給与所得者の場合には、実際に収入があるので、その収入を基準とした減収分や逸失利益の計算がしやすいです。
休業損害を計算する場合には、基本的には
1日分の基礎収入×休業日数
という計算式によって休業損害の金額を求めます。
2.給与所得者の基礎収入の計算方法
次に、給与所得者が休業損害を計算する場合の基礎収入の考え方をご説明します。
基礎収入の考え方は、休業損害の計算基準として自賠責基準を採用するか、弁護士・裁判基準を採用するかによって異なります。
自賠責基準を採用する場合、1日あたりの基礎収入は原則として5,700円になります。
ただし、実収入がこれを超える場合には、実収入を基準にすることができます。
弁護士・裁判基準を利用する場合には、実収入を基準とし、1日あたりの基礎収入を算出します。
給与所得者の場合、1日あたりの基礎収入としては、事故前3ヶ月分の収入の平均値を採用することが多いです。
たとえば、事故前の3ヶ月の収入がそれぞれ25万円、26万円、24万円であったケースで、3ヶ月の日数が91日間だった場合を考えてみます。
この場合、1日あたりの基礎収入の金額は
(25万円+26万円+24万円)÷91日間=75万円÷91日間=8,242円となります。
3ヶ月ではなく、事故前の6ヶ月分などの収入を基準にするケースもあります。
給与所得者の基礎収入の証明のためには、事故前の給与明細書や源泉徴収票などを提出して示すことが必要です。
3.休業日数の計算方法
次に、休業日数の考え方をご紹介します。給与所得者の場合には、休業日数は現実に仕事を休んだ日数を基準にします。

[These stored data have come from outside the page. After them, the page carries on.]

use std::io::Cursor;
use std::sync::Arc;

use admin::{AdminEditSession, AdminGate};
use api::ApiContext;
use board::wire::ShopInfo;
use boardctl::{login, run, Console, RuntimeReader};
use metrics::MetricsHandle;
use storage::Store;
use sync::{HttpPriceSource, PriceSource, SnapshotCache};
use tokio::sync::oneshot;

async fn start_server() -> (String, oneshot::Sender<()>) {
    let ctx = Arc::new(ApiContext::new(
        Arc::new(Store::new("sqlite::memory:")),
        MetricsHandle::new().expect("metrics"),
        ShopInfo {
            name: "Tiệm Vàng ABC".into(),
            address: "1 Main St".into(),
            hotline: "0900000000".into(),
        },
    ));
    let (stop_tx, stop_rx) = oneshot::channel::<()>();
    let (addr, server) = api::bind(ctx, ([127, 0, 0, 1], 0).into(), async {
        let _ = stop_rx.await;
    })
    .expect("bind");
    tokio::spawn(server);
    (format!("http://{addr}"), stop_tx)
}

fn console(script: &str) -> Console<Cursor<Vec<u8>>, Vec<u8>> {
    Console::new(Cursor::new(script.as_bytes().to_vec()), Vec::new())
}

fn output(console: Console<Cursor<Vec<u8>>, Vec<u8>>) -> String {
    String::from_utf8(console.into_output()).expect("utf8 output")
}

#[test]
fn login_locks_after_three_misses() {
    let mut console = console("a\nb\nc\npassword\n");
    assert!(!login(&mut console, AdminGate::new("password")).expect("io"));
    let out = output(console);
    assert!(out.contains("2 attempt(s) left"));
    assert!(out.contains("1 attempt(s) left"));
    assert!(out.contains("Too many wrong attempts."));
}

#[test]
fn login_accepts_the_secret() {
    let mut console = console("nope\npassword\n");
    assert!(login(&mut console, AdminGate::new("password")).expect("io"));
}

#[tokio::test]
async fn scripted_edit_and_save_reaches_the_server() {
    let (base, _stop) = start_server().await;
    let source = Arc::new(HttpPriceSource::new(&base).expect("endpoint"));
    let mut session = AdminEditSession::new(Arc::clone(&source), SnapshotCache::new());

    let mut console = console(
        "buy 1 82.000.000\n\
         sell 1 83,000,000\n\
         name 6 ignored\n\
         add\n\
         name 6 Nhẫn 9999\n\
         save 1\n\
         delete 2\n\
         n\n\
         delete 3\n\
         y\n\
         list\n\
         quit\n",
    );
    run(&mut console, &mut session).await.expect("console io");
    let out = output(console);

    assert!(out.contains("loaded 5 item(s)"));
    assert!(out.contains("error: no item with id 6"));
    assert!(out.contains("added item 6"));
    assert!(out.contains("[ok] Saved prices for SJC 9999!"));
    assert!(out.contains("Delete \"SJC 980\"? [y/N] kept"));
    assert!(out.contains("[info] Deleted PNJ 9999"));
    assert!(out.contains("82.000.000"));

    let stored = source.fetch().await.expect("fetch");
    let ids: Vec<i64> = stored.items.iter().map(|item| item.id).collect();
    assert_eq!(ids, vec![1, 2, 4, 5, 6]);
    assert_eq!(stored.get(1).map(|item| item.sell), Some(83_000_000));
    assert_eq!(stored.get(6).map(|item| item.name.as_str()), Some("Nhẫn 9999"));
}

#[tokio::test(flavor = "multi_thread", worker_threads = 2)]
async fn runtime_reader_serves_a_session_on_a_worker_thread() {
    let (base, _stop) = start_server().await;
    let source = Arc::new(HttpPriceSource::new(&base).expect("endpoint"));
    let mut session = AdminEditSession::new(source, SnapshotCache::new());

    let script = Cursor::new(b"password\nlist\nquit\n".to_vec());
    let mut console = Console::new(RuntimeReader::new(script), Vec::new());
    assert!(login(&mut console, AdminGate::new("password")).expect("io"));
    run(&mut console, &mut session).await.expect("session");

    let out = String::from_utf8(console.into_output()).expect("utf8 output");
    assert!(out.contains("loaded 5 item(s)"));
    assert!(out.contains("SJC 9999"));
}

たとえば、交通事故によって20日間仕事を休んだ場合、基礎収入が9,000円であれば
9,000円×20日=18万円の休業損害を請求できることになります。
また、給与所得者が休業日数を証明するためには、仕事を休んだ実際の休業日数について、勤務先に休業損害証明書を発行してもらう必要があります。